# Exercise 11: Topic modeling with latent Dirichlet allocation (LDA) 

In this practical exercise, we will use latent Dirichlet allocation (LDA) to discover the topics prevalent in a document collection, and assign topics to the documents. As discussed in the lecture, an LDA model describes each topic in terms of a distribution over words, and each document as a distribution over topics. The problem setting is unsupervised in the sense that only the text in the documents is observed, and all other variables are latent and need to be inferred by the model.

We will study the <a href="https://archive.ics.uci.edu/ml/datasets/Reuters-21578+Text+Categorization+Collection"> Reuters-21578 </a> document collection, which contains news wire articles that appeared on Reuters in 1987.

First we download and load the Reuters-21578 dataset using the *Natural Language Toolkit* (*NLTK*), which is a platform for handling natural language in Python. It provides access to several text corpora and functions for handling text data. We first download the Reuters-21578 data and import it into the list $articles$.

In [1]:
import nltk
import numpy as np
from nltk.corpus import reuters
nltk.download('reuters')
articles=[]
for doc_id in reuters.fileids():
    articles.append(reuters.raw(doc_id))
articles = articles[:1000]

[nltk_data] Downloading package reuters to /home/madness/nltk_data...
[nltk_data]   Package reuters is already up-to-date!


The variable $articles$ now contains the first 1000 documents in the form of strings.

As discussed in the lecture, LDA is a bag-of-words model, meaning that the probabilistic process for a document does not take into account the order in which the words appear in a document. This means that for performing inference with the LDA model, it suffices to know which words appear in a document and how often each word appears. Therefore we will pass the document collection as a document word frequency matrix. The document word frequency matrix is a 2D array where rows represent documents and columns represent words and each cell counts how many times the specific word appears in a given document.

The following code constructs a document word matrix $tf$, pruning the vocabulary of words such that it only contains words  that:

* have latin characters and are of length 3 or more characters (token_pattern='[a-zA-Z]{3,}'),

* are not english stop words, that is, frequent but uninformative words such as "the" or "a" (stop_words='english')

* occur in at least 0.2% of all documents and at most 95% of all documents (max_df=0.95, min_df=0.002)

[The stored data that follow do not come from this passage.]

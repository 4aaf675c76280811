use crate::config::chudnovsky;
use crate::{CancelToken, PiError, PiInt, PiOps, Triple};

use super::progress::ProgressTracker;

/// Optional observers threaded through the recursion.
///
/// Both are checked at split boundaries only, never inside big-integer
/// arithmetic.
#[derive(Clone, Copy, Default)]
pub struct SplitHooks<'a> {
    pub cancel: Option<&'a CancelToken>,
    pub progress: Option<&'a ProgressTracker<'a>>,
}

impl<'a> SplitHooks<'a> {
    /// Fails with `PiError::Cancelled` once the token has been triggered.
    #[inline]
    pub(crate) fn checkpoint(&self) -> Result<(), PiError> {
        match self.cancel {
            Some(token) if token.is_cancelled() => Err(PiError::Cancelled),
            _ => Ok(()),
        }
    }

    #[inline]
    pub(crate) fn node_done(&self, terms: u64) {
        if let Some(progress) = self.progress {
            progress.complete_node(terms);
        }
    }
}

/// Computes the triple of the single term `a`.
///
/// # Formulas
///
/// - $P(a, a+1) = -(6a - 5)(2a - 1)(6a - 1)$
/// - $Q(a, a+1) = 10939058860032000 \cdot a^3$
/// - $R(a, a+1) = P(a, a+1) \cdot (545140134a + 13591409)$
///
/// Every factor is lifted to `PiInt` first, so any `a` up to `u64::MAX` is
/// exact.
///
/// # Example
/// ```
/// use cod_core::algo::split::base_triple;
/// use cod_core::PiInt;
///
/// let t = base_triple(1);
/// assert_eq!(t.q, PiInt::from(10_939_058_860_032_000u64));
/// assert_eq!(t.r, PiInt::from(-2_793_657_715i128));
/// ```
#[inline]
pub fn base_triple(a: u64) -> Triple {
    let x = PiInt::from(a);
    let six_x = PiInt::from(6u32).product(&x);
    let f1 = six_x.clone() - PiInt::from(5u32);
    let f2 = PiInt::from(2u32).product(&x) - PiInt::from(1u32);
    let f3 = six_x - PiInt::from(1u32);
    let p = -f1.product(&f2).product(&f3);

    let q = PiInt::from(chudnovsky::Q_FACTOR).product(&x.power(3));
    let linear = PiInt::from(chudnovsky::LINEAR_A).product(&x) + PiInt::from(chudnovsky::LINEAR_B);
    let r = p.product(&linear);
    Triple { p, q, r }
}

/// Combines the triples of `[a, m)` and `[m, b)` into the triple of `[a, b)`.
///
/// # Formulas
///
/// - $P(a, b) = P(a, m) \cdot P(m, b)$
/// - $Q(a, b) = Q(a, m) \cdot Q(m, b)$
/// - $R(a, b) = Q(m, b) \cdot R(a, m) + P(a, m) \cdot R(m, b)$
///
/// The left triple must cover the lower indices.
#[inline]
pub fn combine(left: &Triple, right: &Triple) -> Triple {
    let p = left.p.product(&right.p);
    let q = left.q.product(&right.q);
    let r = right.q.product(&left.r) + left.p.product(&right.r);
    Triple { p, q, r }
}

/// Validates a term range: `start < end` is required.
#[inline]
pub(crate) fn check_range(start: u64, end: u64) -> Result<(), PiError> {
    if start >= end {
        return Err(PiError::InvalidRange { start, end });
    }
    Ok(())
}

/// Computes the triple of `[a, b)` by sequential binary splitting.
///
/// Splits at $m = \lfloor (a+b)/2 \rfloor$ and combines both halves, so
/// operands at every level of the tree have balanced sizes.
///
/// # Errors
/// * `PiError::InvalidRange` if `a >= b`.
///
/// # Example
/// ```
/// use cod_core::algo::split::{binary_split, base_triple};
///
/// assert_eq!(binary_split(5, 6).unwrap(), base_triple(5));
/// assert!(binary_split(6, 6).is_err());
/// ```
pub fn binary_split(a: u64, b: u64) -> Result<Triple, PiError> {
    split_sequential(a, b, SplitHooks::default())
}

/// Sequential recursion with cancellation and progress hooks.
pub fn split_sequential(a: u64, b: u64, hooks: SplitHooks<'_>) -> Result<Triple, PiError> {
    check_range(a, b)?;
    split_unchecked(a, b, hooks)
}

pub(crate) fn split_unchecked(a: u64, b: u64, hooks: SplitHooks<'_>) -> Result<Triple, PiError> {
    hooks.checkpoint()?;

    if a + 1 == b {
        let triple = base_triple(a);
        hooks.node_done(1);
        return Ok(triple);
    }

    let m = a + (b - a) / 2;
    let left = split_unchecked(a, m, hooks)?;
    let right = split_unchecked(m, b, hooks)?;
    let triple = combine(&left, &right);
    hooks.node_done(b - a);
    Ok(triple)
}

and out of these using the 2000 most frequent words (max_features=2000).

In [2]:
from sklearn.feature_extraction.text import CountVectorizer
tf = CountVectorizer( token_pattern='[a-zA-Z]{3,}',max_df=0.95, min_df=0.002,max_features=2000,stop_words='english')
articles_words = tf.fit_transform(articles)
word_index = tf.get_feature_names()

#### Exercise 1:  
Using sklearn.decomposition.LatentDirichletAllocation, train a LDA model with $K=20$ topics on the document collection using the document word frequency matrix *articles_words*. You can find the function documentation <a href="http://scikit-learn.org/stable/modules/generated/sklearn.decomposition.LatentDirichletAllocation.html"> here</a>. You can leave the Dirichlet prior parameters $\alpha$ and $\eta$ at their default values of $1/K$. Hint: use the argument enabling multicore processing to increase the speed of inference. Use the argument *random_state=0* to set the random seed of the inference algorithm in order to get reproducible results.

In [3]:
from sklearn.decomposition import LatentDirichletAllocation
k = 20
lda = LatentDirichletAllocation(n_components=k, random_state=0, n_jobs=-1)
lda.fit(articles_words)



LatentDirichletAllocation(batch_size=128, doc_topic_prior=None,
             evaluate_every=-1, learning_decay=0.7, learning_method=None,
             learning_offset=10.0, max_doc_update_iter=100, max_iter=10,
             mean_change_tol=0.001, n_components=20, n_jobs=-1,
             n_topics=None, perp_tol=0.1, random_state=0,
             topic_word_prior=None, total_samples=1000000.0, verbose=0)

#### Exercise 2:  
Describe each topic by listing the 10 most probable words in that topic. Please check LatentDirichletAllocation function documentation on how to obtain the word distributions per topic.

In [4]:
n_top_words = 10

# components_[i, j] can be viewed as count that represents the number of times word j was assigned to topic i
# np.argpartition returns the arguments of the k biggest or smallest elements in no order
for topic_idx, topic in enumerate(lda.components_):
        message = "Topic #%d: " % topic_idx
        indices = np.argpartition(topic, -n_top_words)[-n_top_words:]
        indices = indices[np.argsort(-topic[indices])]
        message += " ".join([word_index[i] for i in indices])
        print(message)

Topic #0: tonnes sugar said traders tender export price week sources ecus
Topic #1: mln cts net shr dlrs loss qtr profit revs note
Topic #2: japan trade said japanese exports officials imports washington ministry products
Topic #3: revlon issue macandrews apr bonus gordex jardine matheson cape spencer
Topic #4: oil said gas field crude barrels exxon exploration reserves petroleum
Topic #5: yen half company dividend paid current interim caused motor slow
Topic #6: pct said mln rate billion market bank week days banks
Topic #7: rtz norway unilever chesebrough performance banking wholly subsidiaries buyer bankers
Topic #8: said year pct dlrs mln quarter prices sales company billion
Topic #9: march unemployment workforce government beverage people swedish price faygo bureau
Topic #10: said dlrs dollar billion analysts fed markets deficit trade market
Topic #11: dlrs loans mln non loan brazil income bank quarter trust
Topic #12: bank stg yen mln dollar dealers market bills dollars said
Topi

#### Exercise 3: 
From the inferred topic distributions, we can define the topic distance between two documents $d_1$, $d_2$ to be the Kullback-Leibler divergence between their topic distributions. Let $\theta_{d_j}$ for $j \in \{1,2\}$ be the parameter vector of the categorical topic distributions for documents $d_1$ and $d_2$, and let $\theta_{d_j,i}$ denote their $i$-th component, that is, the probability for topic $i$. 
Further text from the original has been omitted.